»»

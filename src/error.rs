//! Error type shared by every layer of the stack
//!
//! Nothing in the stack is fatal: each variant describes why a single frame,
//! packet or segment was dropped. The kernel side usually only needs
//! [`NetError::code`], which maps the variant to a stable negative integer.

use std::net::Ipv4Addr;

use thiserror::Error;

use crate::transport::tcp::{TcpFlags, TcpState};

#[derive(Error, Debug, Clone, Copy, PartialEq, Eq)]
pub enum NetError {
    #[error("transmit queue is full")]
    QueueFull,
    #[error("timed out waiting for the adapter")]
    Timeout,
    #[error("frame payload of {0} bytes exceeds the MTU")]
    FrameTooLarge(usize),
    #[error("packet is truncated")]
    Truncated,
    #[error("unsupported ethertype {0:#06x}")]
    UnsupportedEtherType(u16),
    #[error("unsupported ARP hardware type {0}")]
    UnsupportedHardwareType(u16),
    #[error("unsupported ARP protocol type {0:#06x}")]
    UnsupportedProtocolType(u16),
    #[error("unsupported IP version/header length {0:#04x}")]
    UnsupportedVersion(u8),
    #[error("bad checksum: received {received:#06x}, computed {computed:#06x}")]
    BadChecksum { received: u16, computed: u16 },
    #[error("unsupported ICMP type {0}")]
    UnsupportedIcmpType(u8),
    #[error("invalid ICMP code {0}")]
    InvalidIcmpCode(u8),
    #[error("no virtual channel bound to port {0}")]
    NoChannel(u16),
    #[error("segment from {got} does not belong to peer {expected}")]
    WrongPeer { expected: Ipv4Addr, got: Ipv4Addr },
    #[error("sequence mismatch: seq {seq} ack {ack}")]
    SequenceMismatch { seq: u32, ack: u32 },
    #[error("flag {flag:?} required in state {state:?}")]
    MissingFlag { state: TcpState, flag: TcpFlags },
    #[error("receive buffer overflow")]
    BufferOverflow,
}

impl NetError {
    /// Integer code handed across the syscall boundary. Always negative.
    pub fn code(&self) -> i32 {
        match self {
            NetError::QueueFull => -1,
            NetError::Timeout => -2,
            NetError::FrameTooLarge(_) => -3,
            NetError::Truncated => -4,
            NetError::UnsupportedEtherType(_) => -5,
            NetError::UnsupportedHardwareType(_) => -6,
            NetError::UnsupportedProtocolType(_) => -7,
            NetError::UnsupportedVersion(_) => -8,
            NetError::BadChecksum { .. } => -9,
            NetError::UnsupportedIcmpType(_) => -10,
            NetError::InvalidIcmpCode(_) => -11,
            NetError::NoChannel(_) => -12,
            NetError::WrongPeer { .. } => -13,
            NetError::SequenceMismatch { .. } => -14,
            NetError::MissingFlag { .. } => -15,
            NetError::BufferOverflow => -16,
        }
    }
}

pub type NetResult<T> = Result<T, NetError>;

#[cfg(test)]
mod tests {
    use super::*;

    #[test]
    fn test_codes_are_negative_and_distinct() {
        let all = [
            NetError::QueueFull,
            NetError::Timeout,
            NetError::FrameTooLarge(2000),
            NetError::Truncated,
            NetError::UnsupportedEtherType(0x86dd),
            NetError::UnsupportedHardwareType(6),
            NetError::UnsupportedProtocolType(0x86dd),
            NetError::UnsupportedVersion(0x46),
            NetError::BadChecksum { received: 1, computed: 2 },
            NetError::UnsupportedIcmpType(13),
            NetError::InvalidIcmpCode(1),
            NetError::NoChannel(22),
            NetError::WrongPeer {
                expected: Ipv4Addr::new(10, 0, 2, 2),
                got: Ipv4Addr::new(10, 0, 2, 3),
            },
            NetError::SequenceMismatch { seq: 1, ack: 2 },
            NetError::MissingFlag { state: TcpState::Listen, flag: TcpFlags::SYN },
            NetError::BufferOverflow,
        ];
        let mut codes: Vec<i32> = all.iter().map(NetError::code).collect();
        assert!(codes.iter().all(|&c| c < 0));
        codes.sort_unstable();
        codes.dedup();
        assert_eq!(codes.len(), all.len());
    }

    #[test]
    fn test_display() {
        assert_eq!(
            NetError::UnsupportedEtherType(0x86dd).to_string(),
            "unsupported ethertype 0x86dd"
        );
    }
}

««

Word for word, restate the whole of the material above.

Your solution |
filename src/error.rs
//! Error type shared by every layer of the stack
//!
//! Nothing in the stack is fatal: each variant describes why a single frame,
//! packet or segment was dropped. The kernel side usually only needs
//! [`NetError::code`], which maps the variant to a stable negative integer.

use std::net::Ipv4Addr;

use thiserror::Error;

use crate::transport::tcp::{TcpFlags, TcpState};

#[derive(Error, Debug, Clone, Copy, PartialEq, Eq)]
pub enum NetError {
    #[error("transmit queue is full")]
    QueueFull,
    #[error("timed out waiting for the adapter")]
    Timeout,
    #[error("frame payload of {0} bytes exceeds the MTU")]
    FrameTooLarge(usize),
    #[error("packet is truncated")]
    Truncated,
    #[error("unsupported ethertype {0:#06x}")]
    UnsupportedEtherType(u16),
    #[error("unsupported ARP hardware type {0}")]
    UnsupportedHardwareType(u16),
    #[error("unsupported ARP protocol type {0:#06x}")]
    UnsupportedProtocolType(u16),
    #[error("unsupported IP version/header length {0:#04x}")]
    UnsupportedVersion(u8),
    #[error("bad checksum: received {received:#06x}, computed {computed:#06x}")]
    BadChecksum { received: u16, computed: u16 },
    #[error("unsupported ICMP type {0}")]
    UnsupportedIcmpType(u8),
    #[error("invalid ICMP code {0}")]
    InvalidIcmpCode(u8),
    #[error("no virtual channel bound to port {0}")]
    NoChannel(u16),
    #[error("segment from {got} does not belong to peer {expected}")]
    WrongPeer { expected: Ipv4Addr, got: Ipv4Addr },
    #[error("sequence mismatch: seq {seq} ack {ack}")]
    SequenceMismatch { seq: u32, ack: u32 },
    #[error("flag {flag:?} required in state {state:?}")]
    MissingFlag { state: TcpState, flag: TcpFlags },
    #[error("receive buffer overflow")]
    BufferOverflow,
}

impl NetError {
    /// Integer code handed across the syscall boundary. Always negative.
    pub fn code(&self) -> i32 {
        match self {
            NetError::QueueFull => -1,
            NetError::Timeout => -2,
            NetError::FrameTooLarge(_) => -3,
            NetError::Truncated => -4,
            NetError::UnsupportedEtherType(_) => -5,
            NetError::UnsupportedHardwareType(_) => -6,
            NetError::UnsupportedProtocolType(_) => -7,
            NetError::UnsupportedVersion(_) => -8,
            NetError::BadChecksum { .. } => -9,
            NetError::UnsupportedIcmpType(_) => -10,
            NetError::InvalidIcmpCode(_) => -11,
            NetError::NoChannel(_) => -12,
            NetError::WrongPeer { .. } => -13,
            NetError::SequenceMismatch { .. } => -14,
            NetError::MissingFlag { .. } => -15,
            NetError::BufferOverflow => -16,
        }
    }
}

pub type NetResult<T> = Result<T, NetError>;

#[cfg(test)]
mod tests {
    use super::*;

    #[test]
    fn test_codes_are_negative_and_distinct() {
        let all = [
            NetError::QueueFull,
            NetError::Timeout,
            NetError::FrameTooLarge(2000),
            NetError::Truncated,
            NetError::UnsupportedEtherType(0x86dd),
            NetError::UnsupportedHardwareType(6),
            NetError::UnsupportedProtocolType(0x86dd),
            NetError::UnsupportedVersion(0x46),
            NetError::BadChecksum { received: 1, computed: 2 },
            NetError::UnsupportedIcmpType(13),
            NetError::InvalidIcmpCode(1),
            NetError::NoChannel(22),
            NetError::WrongPeer {
                expected: Ipv4Addr::new(10, 0, 2, 2),
                got: Ipv4Addr::new(10, 0, 2, 3),
            },
            NetError::SequenceMismatch { seq: 1, ack: 2 },
            NetError::MissingFlag { state: TcpState::Listen, flag: TcpFlags::SYN },
            NetError::BufferOverflow,
        ];
        let mut codes: Vec<i32> = all.iter().map(NetError::code).collect();
        assert!(codes.iter().all(|&c| c < 0));
        codes.sort_unstable();
        codes.dedup();
        assert_eq!(codes.len(), all.len());
    }

    #[test]
    fn test_display() {
        assert_eq!(
            NetError::UnsupportedEtherType(0x86dd).to_string(),
            "unsupported ethertype 0x86dd"
        );
    }
}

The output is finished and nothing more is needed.